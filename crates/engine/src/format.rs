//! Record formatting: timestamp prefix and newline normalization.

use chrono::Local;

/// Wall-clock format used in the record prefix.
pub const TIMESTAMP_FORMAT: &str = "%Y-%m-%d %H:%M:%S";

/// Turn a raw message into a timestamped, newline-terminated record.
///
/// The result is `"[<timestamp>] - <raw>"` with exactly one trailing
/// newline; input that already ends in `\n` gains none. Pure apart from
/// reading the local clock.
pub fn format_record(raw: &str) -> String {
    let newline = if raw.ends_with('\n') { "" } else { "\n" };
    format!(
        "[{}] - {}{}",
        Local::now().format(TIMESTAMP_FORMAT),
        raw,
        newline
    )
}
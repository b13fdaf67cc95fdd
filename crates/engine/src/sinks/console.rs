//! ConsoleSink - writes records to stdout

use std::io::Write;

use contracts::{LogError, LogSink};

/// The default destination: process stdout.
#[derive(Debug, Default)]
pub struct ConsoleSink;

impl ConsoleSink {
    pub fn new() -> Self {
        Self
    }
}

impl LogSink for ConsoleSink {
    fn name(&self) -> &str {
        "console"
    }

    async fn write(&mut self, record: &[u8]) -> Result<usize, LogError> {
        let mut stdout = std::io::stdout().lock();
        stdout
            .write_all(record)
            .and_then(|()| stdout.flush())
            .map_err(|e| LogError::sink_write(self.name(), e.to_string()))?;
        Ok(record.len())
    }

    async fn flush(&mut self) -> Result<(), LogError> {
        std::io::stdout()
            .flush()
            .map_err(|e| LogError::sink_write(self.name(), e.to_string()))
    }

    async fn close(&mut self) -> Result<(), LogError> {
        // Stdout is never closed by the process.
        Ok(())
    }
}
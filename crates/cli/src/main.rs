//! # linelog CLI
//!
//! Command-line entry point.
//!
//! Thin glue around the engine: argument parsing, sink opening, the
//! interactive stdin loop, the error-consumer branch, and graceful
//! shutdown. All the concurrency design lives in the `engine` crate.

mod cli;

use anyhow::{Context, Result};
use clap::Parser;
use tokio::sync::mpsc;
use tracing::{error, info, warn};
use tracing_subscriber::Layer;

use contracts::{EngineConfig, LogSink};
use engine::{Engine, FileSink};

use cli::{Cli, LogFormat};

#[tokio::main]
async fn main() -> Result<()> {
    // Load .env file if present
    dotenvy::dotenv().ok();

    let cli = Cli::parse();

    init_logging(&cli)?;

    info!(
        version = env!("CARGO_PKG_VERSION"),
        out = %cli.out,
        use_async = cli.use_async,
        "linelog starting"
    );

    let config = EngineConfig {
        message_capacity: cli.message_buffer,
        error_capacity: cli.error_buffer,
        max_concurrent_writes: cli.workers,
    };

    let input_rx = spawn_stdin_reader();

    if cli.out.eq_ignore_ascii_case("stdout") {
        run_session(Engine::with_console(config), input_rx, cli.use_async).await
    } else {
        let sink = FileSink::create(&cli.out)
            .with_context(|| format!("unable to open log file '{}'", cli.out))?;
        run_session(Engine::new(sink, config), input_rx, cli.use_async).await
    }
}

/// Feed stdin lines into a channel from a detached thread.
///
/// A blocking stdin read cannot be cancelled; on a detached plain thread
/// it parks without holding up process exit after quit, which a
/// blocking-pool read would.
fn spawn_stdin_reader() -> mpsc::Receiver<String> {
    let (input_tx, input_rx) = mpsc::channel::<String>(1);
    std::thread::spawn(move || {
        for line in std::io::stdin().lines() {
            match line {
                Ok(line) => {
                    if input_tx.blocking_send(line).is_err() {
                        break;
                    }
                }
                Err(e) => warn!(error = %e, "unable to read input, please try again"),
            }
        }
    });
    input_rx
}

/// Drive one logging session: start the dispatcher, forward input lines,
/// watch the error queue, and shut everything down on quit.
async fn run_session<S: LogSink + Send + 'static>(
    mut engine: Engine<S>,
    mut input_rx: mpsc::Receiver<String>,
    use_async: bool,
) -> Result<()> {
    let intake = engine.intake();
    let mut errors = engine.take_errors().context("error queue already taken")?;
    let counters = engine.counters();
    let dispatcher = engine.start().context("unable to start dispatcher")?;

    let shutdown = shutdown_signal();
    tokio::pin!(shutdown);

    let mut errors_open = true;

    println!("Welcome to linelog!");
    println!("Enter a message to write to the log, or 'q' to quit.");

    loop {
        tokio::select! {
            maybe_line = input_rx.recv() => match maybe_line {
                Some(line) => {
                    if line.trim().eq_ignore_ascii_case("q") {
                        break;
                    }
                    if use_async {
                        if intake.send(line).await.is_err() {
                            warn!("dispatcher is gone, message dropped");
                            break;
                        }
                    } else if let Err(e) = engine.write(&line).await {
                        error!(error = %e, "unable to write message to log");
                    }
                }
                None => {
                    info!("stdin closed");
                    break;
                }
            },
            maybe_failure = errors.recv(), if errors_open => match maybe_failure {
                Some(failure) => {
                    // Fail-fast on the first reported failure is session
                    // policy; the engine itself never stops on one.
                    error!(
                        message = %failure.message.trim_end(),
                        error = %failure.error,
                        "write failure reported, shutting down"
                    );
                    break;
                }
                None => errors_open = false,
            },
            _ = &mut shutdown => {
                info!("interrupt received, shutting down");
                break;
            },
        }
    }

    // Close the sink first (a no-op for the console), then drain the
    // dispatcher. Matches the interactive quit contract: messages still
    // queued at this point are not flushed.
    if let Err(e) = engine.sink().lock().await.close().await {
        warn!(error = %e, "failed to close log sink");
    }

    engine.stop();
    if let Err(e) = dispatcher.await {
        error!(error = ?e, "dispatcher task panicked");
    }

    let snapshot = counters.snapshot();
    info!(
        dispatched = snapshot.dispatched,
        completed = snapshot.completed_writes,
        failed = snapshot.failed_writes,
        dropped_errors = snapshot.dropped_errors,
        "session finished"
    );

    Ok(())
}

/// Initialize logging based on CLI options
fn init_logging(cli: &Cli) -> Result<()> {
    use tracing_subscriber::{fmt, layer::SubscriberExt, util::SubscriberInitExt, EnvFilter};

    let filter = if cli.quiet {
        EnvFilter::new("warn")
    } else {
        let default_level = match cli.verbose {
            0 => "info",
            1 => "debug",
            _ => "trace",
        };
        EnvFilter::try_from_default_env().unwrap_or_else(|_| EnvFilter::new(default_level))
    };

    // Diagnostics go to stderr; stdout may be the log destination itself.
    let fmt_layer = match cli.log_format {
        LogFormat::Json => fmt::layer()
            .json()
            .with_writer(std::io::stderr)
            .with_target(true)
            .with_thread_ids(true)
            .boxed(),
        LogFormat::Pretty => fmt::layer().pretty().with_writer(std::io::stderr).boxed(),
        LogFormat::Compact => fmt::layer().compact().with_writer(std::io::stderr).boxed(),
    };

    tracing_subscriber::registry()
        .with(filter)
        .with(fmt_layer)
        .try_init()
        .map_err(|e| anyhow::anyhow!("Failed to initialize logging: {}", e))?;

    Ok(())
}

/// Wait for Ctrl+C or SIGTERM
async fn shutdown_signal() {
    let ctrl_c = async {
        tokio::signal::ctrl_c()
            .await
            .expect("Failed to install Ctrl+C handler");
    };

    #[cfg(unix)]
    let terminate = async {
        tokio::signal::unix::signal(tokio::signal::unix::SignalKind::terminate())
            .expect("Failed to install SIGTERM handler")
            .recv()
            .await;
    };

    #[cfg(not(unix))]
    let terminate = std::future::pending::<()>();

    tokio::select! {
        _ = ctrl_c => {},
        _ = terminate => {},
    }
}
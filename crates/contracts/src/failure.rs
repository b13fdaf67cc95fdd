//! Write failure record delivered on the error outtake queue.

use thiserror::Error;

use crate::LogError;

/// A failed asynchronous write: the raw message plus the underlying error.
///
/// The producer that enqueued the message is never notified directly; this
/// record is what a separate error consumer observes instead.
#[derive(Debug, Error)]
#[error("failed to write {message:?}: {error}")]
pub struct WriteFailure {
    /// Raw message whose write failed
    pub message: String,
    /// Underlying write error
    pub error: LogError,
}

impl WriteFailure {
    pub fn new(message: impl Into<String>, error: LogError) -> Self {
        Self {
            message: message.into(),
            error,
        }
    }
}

## TASK PROMPT
Wherever the string "dispatcher" appears in the data above, copy the line it sits in.

## REPLY
/// Drive one logging session: start the dispatcher, forward input lines,
    let dispatcher = engine.start().context("unable to start dispatcher")?;
                            warn!("dispatcher is gone, message dropped");
    // dispatcher. Matches the interactive quit contract: messages still
    if let Err(e) = dispatcher.await {
        error!(error = ?e, "dispatcher task panicked");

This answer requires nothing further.